-------- INFORMATION

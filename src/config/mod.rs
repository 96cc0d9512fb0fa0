//! Game configuration loaded from TOML.
//!
//! Holds the menu session state (difficulty, racer count, randomizer,
//! pause key) that the race screen is constructed from. Loading is
//! forgiving: a missing or unparsable file falls back to defaults with a
//! warning rather than refusing to start.

use directories::ProjectDirs;
use serde::{Deserialize, Serialize};
use std::fs;
use std::path::{Path, PathBuf};
use tracing::warn;

use crate::input::Key;
use crate::race::bot::BotDifficulty;

/// Maximum total racers, including the player.
pub const MAX_PLAYER_COUNT: u32 = 3;

/// Errors raised when loading or saving configuration.
#[derive(Debug, thiserror::Error)]
pub enum ConfigError {
    #[error("could not determine a config directory for this platform")]
    NoConfigDir,

    #[error("failed to read config: {0}")]
    Io(#[from] std::io::Error),

    #[error("failed to parse config: {0}")]
    Parse(#[from] toml::de::Error),

    #[error("failed to serialize config: {0}")]
    Serialize(#[from] toml::ser::Error),
}

/// Session settings handed to the race screen at construction.
#[derive(Debug, Clone, Serialize, Deserialize)]
#[serde(default)]
pub struct GameConfig {
    /// Bot difficulty tier; also selects the text pools.
    pub difficulty: BotDifficulty,
    /// Total racers including the player (1-3).
    pub player_count: u32,
    /// Generate sentences from the word pool instead of the stock pool.
    pub randomizer: bool,
    /// Key that toggles the pause menu.
    pub pause_key: Key,
    /// Directory holding the sentence/word pool files.
    pub assets_dir: PathBuf,
}

impl Default for GameConfig {
    fn default() -> Self {
        Self {
            difficulty: BotDifficulty::Medium,
            player_count: 3,
            randomizer: false,
            pause_key: Key::Tab,
            assets_dir: PathBuf::from("assets"),
        }
    }
}

impl GameConfig {
    /// Load from the platform config directory, falling back to defaults.
    pub fn load_or_default() -> Self {
        let path = match Self::config_path() {
            Ok(path) => path,
            Err(err) => {
                warn!(%err, "no config directory, using default config");
                return Self::default();
            }
        };

        if !path.exists() {
            return Self::default();
        }

        match Self::load_from(&path) {
            Ok(config) => config,
            Err(err) => {
                warn!(path = %path.display(), %err, "invalid config, using defaults");
                Self::default()
            }
        }
    }

    /// Load and validate a config file.
    pub fn load_from(path: &Path) -> Result<Self, ConfigError> {
        let contents = fs::read_to_string(path)?;
        let config: GameConfig = toml::from_str(&contents)?;
        Ok(config.clamped())
    }

    /// Write the config, creating parent directories as needed.
    pub fn save_to(&self, path: &Path) -> Result<(), ConfigError> {
        if let Some(parent) = path.parent() {
            fs::create_dir_all(parent)?;
        }
        fs::write(path, toml::to_string_pretty(self)?)?;
        Ok(())
    }

    /// Save to the platform config directory.
    pub fn save(&self) -> Result<(), ConfigError> {
        self.save_to(&Self::config_path()?)
    }

    /// Path of the config file in the platform config directory.
    pub fn config_path() -> Result<PathBuf, ConfigError> {
        let dirs = ProjectDirs::from("", "", "typeracer").ok_or(ConfigError::NoConfigDir)?;
        Ok(dirs.config_dir().join("config.toml"))
    }

    /// Whether this session races against bots.
    pub fn is_multiplayer(&self) -> bool {
        self.player_count > 1
    }

    /// Clamp out-of-range values instead of rejecting the file.
    fn clamped(mut self) -> Self {
        if self.player_count < 1 || self.player_count > MAX_PLAYER_COUNT {
            warn!(
                player_count = self.player_count,
                "player_count out of range, clamping"
            );
            self.player_count = self.player_count.clamp(1, MAX_PLAYER_COUNT);
        }
        self
    }
}

#[cfg(test)]
mod tests {
    use super::*;

    #[test]
    fn test_default_config() {
        let config = GameConfig::default();
        assert_eq!(config.difficulty, BotDifficulty::Medium);
        assert_eq!(config.player_count, 3);
        assert!(!config.randomizer);
        assert_eq!(config.pause_key, Key::Tab);
        assert!(config.is_multiplayer());
    }

    #[test]
    fn test_round_trip() {
        let dir = tempfile::tempdir().expect("temp dir");
        let path = dir.path().join("config.toml");

        let config = GameConfig {
            difficulty: BotDifficulty::Hard,
            player_count: 2,
            randomizer: true,
            ..GameConfig::default()
        };

        config.save_to(&path).expect("save");
        let loaded = GameConfig::load_from(&path).expect("load");

        assert_eq!(loaded.difficulty, BotDifficulty::Hard);
        assert_eq!(loaded.player_count, 2);
        assert!(loaded.randomizer);
    }

    #[test]
    fn test_partial_file_fills_defaults() {
        let dir = tempfile::tempdir().expect("temp dir");
        let path = dir.path().join("config.toml");
        fs::write(&path, "difficulty = \"easy\"\n").expect("write");

        let loaded = GameConfig::load_from(&path).expect("load");
        assert_eq!(loaded.difficulty, BotDifficulty::Easy);
        assert_eq!(loaded.player_count, 3);
    }

    #[test]
    fn test_player_count_clamped() {
        let dir = tempfile::tempdir().expect("temp dir");
        let path = dir.path().join("config.toml");
        fs::write(&path, "player_count = 9\n").expect("write");

        let loaded = GameConfig::load_from(&path).expect("load");
        assert_eq!(loaded.player_count, MAX_PLAYER_COUNT);
    }

    #[test]
    fn test_invalid_toml_is_an_error() {
        let dir = tempfile::tempdir().expect("temp dir");
        let path = dir.path().join("config.toml");
        fs::write(&path, "difficulty = [broken\n").expect("write");

        assert!(GameConfig::load_from(&path).is_err());
    }
}
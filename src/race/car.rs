//! Car state: position along the track and current speed.

use glam::Vec2;

/// Maximum speed any car can reach, in track units per second.
pub const MAX_SPEED: f32 = 380.0;

/// A car on the track.
///
/// Position advances by `speed * dt` each simulation tick. Speed is clamped
/// to `[0, MAX_SPEED]` on every write.
#[derive(Debug, Clone)]
pub struct Car {
    /// Track-space position: x is distance along the track, y is the lane.
    position: Vec2,
    speed: f32,
}

impl Car {
    /// Create a car at the given starting position, standing still.
    pub fn new(start_position: Vec2) -> Self {
        Self {
            position: start_position,
            speed: 0.0,
        }
    }

    /// Current position in track space.
    pub fn position(&self) -> Vec2 {
        self.position
    }

    /// Current speed in track units per second.
    pub fn speed(&self) -> f32 {
        self.speed
    }

    /// Set the speed, clamped to `[0, MAX_SPEED]`.
    pub fn set_speed(&mut self, speed: f32) {
        self.speed = speed.clamp(0.0, MAX_SPEED);
    }

    /// Advance the car along the track by one tick.
    pub fn advance(&mut self, dt: f32) {
        self.position.x += self.speed * dt;
    }
}
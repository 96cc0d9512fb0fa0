//! Bot speed controller behavior against the documented speed table.

use typeracer::{BotController, BotDifficulty, BotMode};

const DT: f32 = 1.0 / 60.0;

/// Easy/Slower sampling stays strictly inside [150,199).
#[test]
fn test_easy_slower_thousand_samples() {
    let mut controller = BotController::new(2, BotDifficulty::Easy);

    for _ in 0..1000 {
        let speed = controller.sample_target_speed(BotMode::Slower);
        assert!((150.0..199.0).contains(&speed), "sample {speed} out of band");
    }
}

#[test]
fn test_target_speed_within_band_for_all_pairs() {
    let difficulties = [
        BotDifficulty::Easy,
        BotDifficulty::Medium,
        BotDifficulty::Hard,
    ];
    let modes = [BotMode::Slower, BotMode::Equal, BotMode::Faster];

    for difficulty in difficulties {
        let mut controller = BotController::new(3, difficulty);
        for mode in modes {
            let band = BotController::speed_range(difficulty, mode);
            for _ in 0..200 {
                let speed = controller.sample_target_speed(mode) as i32;
                assert!(
                    band.contains(&speed),
                    "{difficulty:?}/{mode:?}: {speed} outside {band:?}"
                );
            }
        }
    }
}

#[test]
fn test_spawn_speed_range() {
    for _ in 0..20 {
        let mut controller = BotController::new(3, BotDifficulty::Medium);
        for car in controller.spawn_cars() {
            assert!(car.speed() >= 20.0 && car.speed() < 101.0);
        }
    }
}

/// During the ramp window a bot below its band climbs monotonically.
#[test]
fn test_ramp_monotonic_approach() {
    let mut controller = BotController::new(2, BotDifficulty::Easy);
    let mut cars = controller.spawn_cars();

    let spawn_speed = cars[0].speed();
    let band_floor = 150.0;

    let mut previous = spawn_speed;
    for _ in 0..(10.0 / DT) as usize {
        controller.update(DT, &mut cars);
        let speed = cars[0].speed();

        if previous < band_floor {
            assert!(
                speed >= previous,
                "speed fell from {previous} to {speed} below the band"
            );
        }
        previous = speed;
    }

    assert!(previous > spawn_speed, "bot never accelerated");
}

/// After the ramp the bot snaps into its difficulty table every tick.
#[test]
fn test_post_ramp_snap_stays_in_table() {
    let mut controller = BotController::new(3, BotDifficulty::Hard);
    let mut cars = controller.spawn_cars();

    for _ in 0..(10.5 / DT) as usize {
        controller.update(DT, &mut cars);
    }

    // Hard spans [250,400) but car speed is clamped to the global 380 cap.
    for _ in 0..120 {
        controller.update(DT, &mut cars);
        for car in &cars {
            assert!(
                car.speed() >= 250.0 && car.speed() <= 380.0,
                "speed {} outside the Hard span",
                car.speed()
            );
        }
    }
}

/// Modes eventually diversify once re-rolls start.
#[test]
fn test_modes_rerolled_after_ramp() {
    let mut controller = BotController::new(3, BotDifficulty::Medium);
    let mut cars = controller.spawn_cars();

    // Run well past the ramp so several re-roll intervals elapse.
    let mut saw_non_slower = false;
    for _ in 0..(40.0 / DT) as usize {
        controller.update(DT, &mut cars);
        if controller.modes().iter().any(|&m| m != BotMode::Slower) {
            saw_non_slower = true;
            break;
        }
    }

    // 10 independent uniform re-rolls of two bots leaving every mode at
    // Slower has probability (1/3)^20; treat it as impossible.
    assert!(saw_non_slower, "modes never left Slower after the ramp");
}
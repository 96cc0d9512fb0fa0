//! Keystroke-to-progress mapping for the player car.
//!
//! One keystroke is recognized per distinct keydown transition: only the
//! first currently-down key (in polling order) is examined each tick, and
//! only when it differs from the previous tick's first key. Correct
//! characters speed the car up, wrong or unmappable ones slow it down, and
//! with no key held the car coasts down under a randomized friction.

use rand::rngs::StdRng;
use rand::{Rng, SeedableRng};
use std::ops::Range;
use tracing::debug;

use crate::input::{key_to_char, Key, KeyboardState};
use crate::text::TextTask;

use super::car::Car;

/// Speed gained for each correctly typed character.
const CORRECT_SPEED_BONUS: f32 = 10.0;
/// Speed lost for each incorrect keystroke.
const ERROR_SPEED_PENALTY: f32 = 5.0;
/// Per-second friction decay band applied while no key is down.
const IDLE_DECAY_RANGE: Range<i32> = 30..60;

/// Progress through the current sentence.
#[derive(Debug, Clone)]
pub struct TypingProgress {
    /// The sentence the player is typing.
    pub current_sentence: String,
    /// Characters typed correctly so far.
    pub typed: String,
    /// Index of the next expected character (in chars, not bytes).
    pub cursor: usize,
    /// Whether the most recent keystroke was wrong.
    pub error_flag: bool,
    /// Total wrong keystrokes this race.
    pub error_count: u32,
}

/// Consumes keyboard snapshots and drives the player car's speed.
#[derive(Debug)]
pub struct PlayerInput {
    text_task: TextTask,
    progress: TypingProgress,
    /// First pressed key observed last tick, for the keydown latch.
    last_key: Option<Key>,
    rng: StdRng,
}

impl PlayerInput {
    /// Create the input handler and draw the first sentence.
    pub fn new(mut text_task: TextTask) -> Self {
        let current_sentence = text_task.random_sentence();

        Self {
            text_task,
            progress: TypingProgress {
                current_sentence,
                typed: String::new(),
                cursor: 0,
                error_flag: false,
                error_count: 0,
            },
            last_key: None,
            rng: StdRng::from_entropy(),
        }
    }

    /// Current typing progress, for the HUD.
    pub fn progress(&self) -> &TypingProgress {
        &self.progress
    }

    /// Process one tick of keyboard state against the player car.
    pub fn update(&mut self, dt: f32, keyboard: &KeyboardState, player_car: &mut Car) {
        match keyboard.first_pressed() {
            Some(key) => {
                if Some(key) != self.last_key {
                    self.process_keystroke(key, keyboard, player_car);
                    self.last_key = Some(key);
                }
            }
            None => {
                self.process_idle(dt, player_car);
                self.last_key = None;
            }
        }
    }

    fn process_keystroke(&mut self, key: Key, keyboard: &KeyboardState, player_car: &mut Car) {
        let expected = self
            .progress
            .current_sentence
            .chars()
            .nth(self.progress.cursor);

        match key_to_char(key, keyboard.modifiers()) {
            Some(ch) if expected == Some(ch) => self.process_correct(ch, player_car),
            // Mismatch, or a held key with no printable mapping.
            _ => self.process_incorrect(player_car),
        }
    }

    fn process_correct(&mut self, ch: char, player_car: &mut Car) {
        self.progress.typed.push(ch);
        self.progress.cursor += 1;
        self.progress.error_flag = false;

        player_car.set_speed(player_car.speed() + CORRECT_SPEED_BONUS);

        if self.progress.cursor == self.progress.current_sentence.chars().count() {
            debug!(
                sentence = %self.progress.current_sentence,
                errors = self.progress.error_count,
                "sentence completed"
            );
            self.progress.current_sentence = self.text_task.random_sentence();
            self.progress.typed.clear();
            self.progress.cursor = 0;
        }
    }

    fn process_incorrect(&mut self, player_car: &mut Car) {
        self.progress.error_flag = true;
        self.progress.error_count += 1;

        player_car.set_speed(player_car.speed() - ERROR_SPEED_PENALTY);
    }

    fn process_idle(&mut self, dt: f32, player_car: &mut Car) {
        let decay = self.rng.gen_range(IDLE_DECAY_RANGE) as f32 * dt;
        player_car.set_speed(player_car.speed() - decay);
    }
}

----------------

Where a line of the entries contains the word "NoConfigDir", count it, then state the total and nothing else.

[PROBLEM SOLUTION] 2